:: RECORDS PROVIDED ::
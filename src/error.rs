//! Error types shared by the storage, session, and gateway layers.
//!
//! ERROR HANDLING
//! ==============
//! Backend failures keep the status code and whatever message the backend
//! sent, so views can show it verbatim. Authorization failures (401/403)
//! are ordinary `Status` errors; the gateway has already torn the session
//! down by the time a caller sees one.

use serde_json::Value;

// =============================================================================
// STORAGE
// =============================================================================

/// Failures of the durable key-value store.
#[derive(Debug, thiserror::Error)]
pub enum StorageError {
    #[error("storage I/O failed: {0}")]
    Io(#[from] std::io::Error),

    #[error("storage encode failed: {0}")]
    Encode(#[from] serde_json::Error),

    #[error("storage lock poisoned")]
    Poisoned,
}

// =============================================================================
// CONFIG
// =============================================================================

#[derive(Debug, thiserror::Error)]
pub enum ConfigError {
    #[error("invalid base URL: {0:?}")]
    InvalidBaseUrl(String),

    #[error("invalid login path: {0:?} (must start with '/')")]
    InvalidLoginPath(String),
}

// =============================================================================
// API
// =============================================================================

/// Errors produced by gateway dispatches and the typed services on top.
#[derive(Debug, thiserror::Error)]
pub enum ApiError {
    /// The request never produced an HTTP response.
    #[error("http request failed: {0}")]
    Transport(#[from] reqwest::Error),

    /// The backend answered with a non-success status.
    #[error("backend returned HTTP {status}: {message}")]
    Status { status: u16, message: String },

    /// The response body did not match the expected shape.
    #[error("invalid JSON payload: {0}")]
    Decode(#[from] serde_json::Error),

    /// The stored token cannot be carried in an `Authorization` header.
    #[error("invalid header value: {0}")]
    InvalidHeader(#[from] reqwest::header::InvalidHeaderValue),

    /// The base URL and path do not form a usable request URL.
    #[error("invalid request URL: {0}")]
    InvalidUrl(String),

    #[error(transparent)]
    Storage(#[from] StorageError),

    #[error("missing expected field `{0}`")]
    MissingField(&'static str),
}

impl ApiError {
    /// HTTP status of a backend rejection, if there was one.
    #[must_use]
    pub fn status(&self) -> Option<u16> {
        match self {
            Self::Status { status, .. } => Some(*status),
            Self::Transport(e) => e.status().map(|s| s.as_u16()),
            _ => None,
        }
    }

    /// True for 401 (unauthenticated) and 403 (forbidden).
    #[must_use]
    pub fn is_auth_failure(&self) -> bool {
        matches!(self.status(), Some(401 | 403))
    }

    /// Message suitable for display: the backend's own text when it sent
    /// one, `fallback` otherwise.
    #[must_use]
    pub fn display_message(&self, fallback: &str) -> String {
        match self {
            Self::Status { message, .. } if !message.is_empty() => message.clone(),
            _ => fallback.to_owned(),
        }
    }
}

/// Extract a human-readable message from an error response body.
///
/// Accepts a bare JSON string, an object carrying `message` or `error`,
/// or plain text. Returns an empty string when nothing usable is present.
#[must_use]
pub fn error_message_from_body(body: &str) -> String {
    let trimmed = body.trim();
    if trimmed.is_empty() {
        return String::new();
    }

    match serde_json::from_str::<Value>(trimmed) {
        Ok(Value::String(s)) => s,
        Ok(Value::Object(map)) => ["message", "error"]
            .iter()
            .find_map(|key| map.get(*key).and_then(Value::as_str))
            .map_or_else(|| trimmed.to_owned(), ToOwned::to_owned),
        Ok(_) | Err(_) => trimmed.to_owned(),
    }
}

#[cfg(test)]
#[path = "error_test.rs"]
mod tests;
//! Client configuration parsed from environment variables.

use std::path::PathBuf;

use crate::error::ConfigError;

pub const DEFAULT_API_BASE_URL: &str = "http://localhost:8080/api";
pub const DEFAULT_SESSION_FILE: &str = ".moviereviews/session.json";
pub const DEFAULT_LOGIN_PATH: &str = "/login";

#[derive(Debug, Clone, PartialEq, Eq)]
pub struct ClientConfig {
    /// Backend REST root, without a trailing slash.
    pub api_base_url: String,
    /// Where the durable session (token + user) is kept.
    pub session_file: PathBuf,
    /// Login boundary that authorization failures redirect to.
    pub login_path: String,
}

impl Default for ClientConfig {
    fn default() -> Self {
        Self {
            api_base_url: DEFAULT_API_BASE_URL.to_owned(),
            session_file: PathBuf::from(DEFAULT_SESSION_FILE),
            login_path: DEFAULT_LOGIN_PATH.to_owned(),
        }
    }
}

impl ClientConfig {
    /// Build typed config from environment variables.
    ///
    /// Optional:
    /// - `MOVIE_API_BASE_URL`: default `http://localhost:8080/api`
    /// - `MOVIE_SESSION_FILE`: default `.moviereviews/session.json`
    /// - `MOVIE_LOGIN_PATH`: default `/login`
    ///
    /// # Errors
    ///
    /// Returns [`ConfigError`] when a value is present but malformed.
    pub fn from_env() -> Result<Self, ConfigError> {
        Self::from_lookup(|key| std::env::var(key).ok())
    }

    /// Same as [`ClientConfig::from_env`] with an injectable variable source.
    ///
    /// # Errors
    ///
    /// Returns [`ConfigError`] when a value is present but malformed.
    pub fn from_lookup<F>(lookup: F) -> Result<Self, ConfigError>
    where
        F: Fn(&str) -> Option<String>,
    {
        let api_base_url = parse_base_url(
            lookup("MOVIE_API_BASE_URL")
                .as_deref()
                .unwrap_or(DEFAULT_API_BASE_URL),
        )?;
        let session_file = lookup("MOVIE_SESSION_FILE")
            .filter(|v| !v.trim().is_empty())
            .map_or_else(|| PathBuf::from(DEFAULT_SESSION_FILE), PathBuf::from);
        let login_path = parse_login_path(lookup("MOVIE_LOGIN_PATH").as_deref().unwrap_or(DEFAULT_LOGIN_PATH))?;

        Ok(Self { api_base_url, session_file, login_path })
    }
}

fn parse_base_url(raw: &str) -> Result<String, ConfigError> {
    let trimmed = raw.trim().trim_end_matches('/');
    let rest = trimmed
        .strip_prefix("http://")
        .or_else(|| trimmed.strip_prefix("https://"))
        .ok_or_else(|| ConfigError::InvalidBaseUrl(raw.to_owned()))?;
    let host = rest.split(['/', '?', '#']).next().unwrap_or_default();
    if host.is_empty() {
        return Err(ConfigError::InvalidBaseUrl(raw.to_owned()));
    }
    Ok(trimmed.to_owned())
}

fn parse_login_path(raw: &str) -> Result<String, ConfigError> {
    let trimmed = raw.trim();
    if !trimmed.starts_with('/') {
        return Err(ConfigError::InvalidLoginPath(raw.to_owned()));
    }
    Ok(trimmed.to_owned())
}

#[cfg(test)]
#[path = "config_test.rs"]
mod tests;
//! Route guards.
//!
//! A protected route names the role it needs. Guards read a
//! `SessionState` snapshot and never mutate it. Before hydration finishes
//! every route answers `Pending`, so neither protected nor public content
//! is shown until the session is known.

use crate::session::{Role, SessionState};

pub const HOME_PATH: &str = "/";
pub const LOGIN_PATH: &str = "/login";

#[derive(Debug, Clone, PartialEq, Eq)]
pub enum Route {
    Home,
    Login,
    Register,
    ForgotPassword,
    ResetPassword,
    Movies,
    MovieDetail(i64),
    TopRated,
    Trending,
    Search,
    Dashboard,
    AdminMovies,
}

impl Route {
    /// Match a path (query string ignored). Unknown paths are `None`.
    #[must_use]
    pub fn parse(path: &str) -> Option<Self> {
        let path = path.split(['?', '#']).next().unwrap_or_default();
        let trimmed = path.trim_end_matches('/');
        let route = match trimmed {
            "" => Self::Home,
            "/login" => Self::Login,
            "/register" => Self::Register,
            "/forgot-password" => Self::ForgotPassword,
            "/reset-password" => Self::ResetPassword,
            "/movies" => Self::Movies,
            "/top-rated" => Self::TopRated,
            "/trending" => Self::Trending,
            "/search" => Self::Search,
            "/dashboard" => Self::Dashboard,
            "/admin/movies" => Self::AdminMovies,
            other => {
                let id = other.strip_prefix("/movies/")?.parse().ok()?;
                Self::MovieDetail(id)
            }
        };
        Some(route)
    }

    #[must_use]
    pub fn required_role(&self) -> Option<Role> {
        match self {
            Self::Dashboard => Some(Role::Reviewer),
            Self::AdminMovies => Some(Role::Admin),
            _ => None,
        }
    }
}

#[derive(Debug, Clone, PartialEq, Eq)]
pub enum GuardDecision {
    /// Session not hydrated yet; render a neutral loading state.
    Pending,
    Allow,
    RedirectTo(&'static str),
}

/// Decide whether a view needing `required` may render.
#[must_use]
pub fn guard(state: &SessionState, required: Option<Role>) -> GuardDecision {
    if !state.is_hydrated() {
        return GuardDecision::Pending;
    }
    let Some(required) = required else {
        return GuardDecision::Allow;
    };
    if !state.is_authenticated() {
        return GuardDecision::RedirectTo(LOGIN_PATH);
    }
    if state.role() != Some(required) {
        return GuardDecision::RedirectTo(HOME_PATH);
    }
    GuardDecision::Allow
}

/// Guard for a path; unknown paths are treated as public.
#[must_use]
pub fn guard_path(state: &SessionState, path: &str) -> GuardDecision {
    let required = Route::parse(path).and_then(|route| route.required_role());
    guard(state, required)
}

#[cfg(test)]
#[path = "guard_test.rs"]
mod tests;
:::
* _PROBLEM TO SOLVE_:
Once the line with "message the backend" is found in the records above, print exactly that line and every line after it through the line with "the expected shape.".

* _SOLUTION FOR THIS EXERCISE_:
//! Backend failures keep the status code and whatever message the backend
//! sent, so views can show it verbatim. Authorization failures (401/403)
//! are ordinary `Status` errors; the gateway has already torn the session
//! down by the time a caller sees one.

use serde_json::Value;

// =============================================================================
// STORAGE
// =============================================================================

/// Failures of the durable key-value store.
#[derive(Debug, thiserror::Error)]
pub enum StorageError {
    #[error("storage I/O failed: {0}")]
    Io(#[from] std::io::Error),

    #[error("storage encode failed: {0}")]
    Encode(#[from] serde_json::Error),

    #[error("storage lock poisoned")]
    Poisoned,
}

// =============================================================================
// CONFIG
// =============================================================================

#[derive(Debug, thiserror::Error)]
pub enum ConfigError {
    #[error("invalid base URL: {0:?}")]
    InvalidBaseUrl(String),

    #[error("invalid login path: {0:?} (must start with '/')")]
    InvalidLoginPath(String),
}

// =============================================================================
// API
// =============================================================================

/// Errors produced by gateway dispatches and the typed services on top.
#[derive(Debug, thiserror::Error)]
pub enum ApiError {
    /// The request never produced an HTTP response.
    #[error("http request failed: {0}")]
    Transport(#[from] reqwest::Error),

    /// The backend answered with a non-success status.
    #[error("backend returned HTTP {status}: {message}")]
    Status { status: u16, message: String },

    /// The response body did not match the expected shape.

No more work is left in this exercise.